* Task description
Reproduce the records exactly, beginning with their first line and ending with the line that contains "on this port", and output nothing more.

Stored data
--*--

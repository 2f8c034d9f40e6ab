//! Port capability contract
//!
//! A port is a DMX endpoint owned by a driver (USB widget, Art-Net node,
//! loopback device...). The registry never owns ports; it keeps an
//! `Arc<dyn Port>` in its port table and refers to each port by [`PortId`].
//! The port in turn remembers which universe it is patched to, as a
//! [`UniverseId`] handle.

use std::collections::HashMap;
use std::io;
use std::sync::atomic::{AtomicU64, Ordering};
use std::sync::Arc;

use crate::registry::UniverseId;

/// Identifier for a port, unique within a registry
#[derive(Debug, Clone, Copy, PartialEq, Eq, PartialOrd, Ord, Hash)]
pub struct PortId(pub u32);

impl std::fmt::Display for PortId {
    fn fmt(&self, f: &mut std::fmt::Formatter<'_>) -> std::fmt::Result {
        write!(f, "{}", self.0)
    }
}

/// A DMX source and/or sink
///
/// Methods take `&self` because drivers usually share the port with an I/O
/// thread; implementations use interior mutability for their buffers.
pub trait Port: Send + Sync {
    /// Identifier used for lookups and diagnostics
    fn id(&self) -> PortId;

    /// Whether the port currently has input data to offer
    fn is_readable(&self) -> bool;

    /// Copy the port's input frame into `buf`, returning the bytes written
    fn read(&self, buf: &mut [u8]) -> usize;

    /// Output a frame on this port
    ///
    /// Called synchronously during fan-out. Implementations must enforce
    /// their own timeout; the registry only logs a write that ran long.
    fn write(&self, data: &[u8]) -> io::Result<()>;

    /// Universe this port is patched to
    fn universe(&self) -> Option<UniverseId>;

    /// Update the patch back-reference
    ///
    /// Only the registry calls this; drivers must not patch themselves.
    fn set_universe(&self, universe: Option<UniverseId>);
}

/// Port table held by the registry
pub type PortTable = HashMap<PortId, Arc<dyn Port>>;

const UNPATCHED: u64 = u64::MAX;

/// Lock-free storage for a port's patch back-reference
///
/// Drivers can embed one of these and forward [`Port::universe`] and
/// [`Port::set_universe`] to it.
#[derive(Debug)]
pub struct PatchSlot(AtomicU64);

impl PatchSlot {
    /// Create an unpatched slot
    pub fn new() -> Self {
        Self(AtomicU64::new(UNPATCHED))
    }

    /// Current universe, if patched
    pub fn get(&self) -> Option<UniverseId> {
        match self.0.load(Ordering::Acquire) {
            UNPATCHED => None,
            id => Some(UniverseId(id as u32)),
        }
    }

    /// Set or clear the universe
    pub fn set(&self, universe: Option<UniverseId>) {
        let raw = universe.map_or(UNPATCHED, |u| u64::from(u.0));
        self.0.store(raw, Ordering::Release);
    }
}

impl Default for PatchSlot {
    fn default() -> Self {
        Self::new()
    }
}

--*--

* Result for this exercise
repository 2f8c034d9f40e6ab
//! Port capability contract
//!
//! A port is a DMX endpoint owned by a driver (USB widget, Art-Net node,
//! loopback device...). The registry never owns ports; it keeps an
//! `Arc<dyn Port>` in its port table and refers to each port by [`PortId`].
//! The port in turn remembers which universe it is patched to, as a
//! [`UniverseId`] handle.

use std::collections::HashMap;
use std::io;
use std::sync::atomic::{AtomicU64, Ordering};
use std::sync::Arc;

use crate::registry::UniverseId;

/// Identifier for a port, unique within a registry
#[derive(Debug, Clone, Copy, PartialEq, Eq, PartialOrd, Ord, Hash)]
pub struct PortId(pub u32);

impl std::fmt::Display for PortId {
    fn fmt(&self, f: &mut std::fmt::Formatter<'_>) -> std::fmt::Result {
        write!(f, "{}", self.0)
    }
}

/// A DMX source and/or sink
///
/// Methods take `&self` because drivers usually share the port with an I/O
/// thread; implementations use interior mutability for their buffers.
pub trait Port: Send + Sync {
    /// Identifier used for lookups and diagnostics
    fn id(&self) -> PortId;

    /// Whether the port currently has input data to offer
    fn is_readable(&self) -> bool;

    /// Copy the port's input frame into `buf`, returning the bytes written
    fn read(&self, buf: &mut [u8]) -> usize;

    /// Output a frame on this port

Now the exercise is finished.